Internet peut être alors utilisé comme
espace contre-public.
« Je regarde jamais la télévision, je ne vais que
sur des sites indépendants comme Agoravox. Je
n’ai aucune confiance dans les médias qui
manipulent. On échange de vidéos politiques par
mail, des vidéos qui changent des sentiers battus
entre copains de la même mouvance.
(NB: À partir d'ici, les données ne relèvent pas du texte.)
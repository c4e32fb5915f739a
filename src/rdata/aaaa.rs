//! Record data from [RFC 3596]: AAAA records.
//!
//! This RFC defines the Aaaa record type.
//!
//! [RFC 3596]: https://tools.ietf.org/html/rfc3596

use crate::base::iana::Rtype;
use crate::base::rdata::{ComposeRecordData, ParseRecordData, RecordData};
use crate::base::wire::{Compose, ComposeError, Parse, ParseError};
use core::fmt;
use core::str::FromStr;
use octseq::builder::OctetsBuilder;
use octseq::parse::Parser;
use std::net::Ipv6Addr;

//------------ Aaaa ---------------------------------------------------------

#[derive(Clone, Copy, Debug, Eq, Hash, Ord, PartialEq, PartialOrd)]
pub struct Aaaa {
    addr: Ipv6Addr,
}

impl Aaaa {
    /// The rtype of this record data type.
    pub(crate) const RTYPE: Rtype = Rtype::AAAA;

    #[must_use]
    pub fn new(addr: Ipv6Addr) -> Aaaa {
        Aaaa { addr }
    }

    #[must_use]
    pub fn addr(&self) -> Ipv6Addr {
        self.addr
    }

    pub fn set_addr(&mut self, addr: Ipv6Addr) {
        self.addr = addr
    }

    pub fn parse(parser: &mut Parser<'_, [u8]>) -> Result<Self, ParseError> {
        Ipv6Addr::parse(parser).map(Self::new)
    }
}

//--- From and FromStr

impl From<Ipv6Addr> for Aaaa {
    fn from(addr: Ipv6Addr) -> Self {
        Self::new(addr)
    }
}

impl From<Aaaa> for Ipv6Addr {
    fn from(data: Aaaa) -> Self {
        data.addr
    }
}

impl FromStr for Aaaa {
    type Err = <Ipv6Addr as FromStr>::Err;

    fn from_str(s: &str) -> Result<Self, Self::Err> {
        Ipv6Addr::from_str(s).map(Aaaa::new)
    }
}

//--- RecordData, ParseRecordData, ComposeRecordData

impl RecordData for Aaaa {
    fn rtype(&self) -> Rtype {
        Aaaa::RTYPE
    }
}

impl ParseRecordData for Aaaa {
    fn parse_rdata(
        rtype: Rtype,
        parser: &mut Parser<'_, [u8]>,
    ) -> Result<Option<Self>, ParseError> {
        if rtype == Aaaa::RTYPE {
            Self::parse(parser).map(Some)
        } else {
            Ok(None)
        }
    }
}

impl ComposeRecordData for Aaaa {
    fn rdlen(&self) -> usize {
        16
    }

    fn compose_rdata<Target: OctetsBuilder + ?Sized>(
        &self,
        target: &mut Target,
    ) -> Result<(), ComposeError> {
        self.addr.compose(target)
    }
}

//--- Display

impl fmt::Display for Aaaa {
    fn fmt(&self, f: &mut fmt::Formatter) -> fmt::Result {
        self.addr.fmt(f)
    }
}

//--- AsRef and AsMut

impl AsRef<Ipv6Addr> for Aaaa {
    fn as_ref(&self) -> &Ipv6Addr {
        &self.addr
    }
}

impl AsMut<Ipv6Addr> for Aaaa {
    fn as_mut(&mut self) -> &mut Ipv6Addr {
        &mut self.addr
    }
}

//============ Testing =======================================================

#[cfg(test)]
mod test {
    use super::*;
    use crate::base::rdata::test::test_compose_parse;

    #[test]
    fn aaaa_compose_parse() {
        let rdata: Aaaa = "2001:db8::1".parse().unwrap();
        test_compose_parse(&rdata);
        assert_eq!(rdata.to_string(), "2001:db8::1");
        assert_eq!(rdata.rdlen(), 16);
    }
}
Je vais tous
les jours sur Youtube et chercher par mots-clés
«Dieudonné, Tariq Ramadan... » Et je vais sur
Wikipédia pour vérifier les sources. »,
Employé de la banque de France, 30 ans, j-32 1er
tour.
Cette façon d’entrer dans la politique
par mots clés requalifie la télévision
comme un espace de découverte, et de
promiscuité parfois indésirable
« J’ai pas regardé beaucoup les débats depuis le
1er tour. Je suis tombée par hasard sur un débat
vraiment bien, l’émission « C dans l’air » sur les
électeurs de Marine Le Pen. »,
Marie, 39 ans, commerçante, j-3 2nd tour.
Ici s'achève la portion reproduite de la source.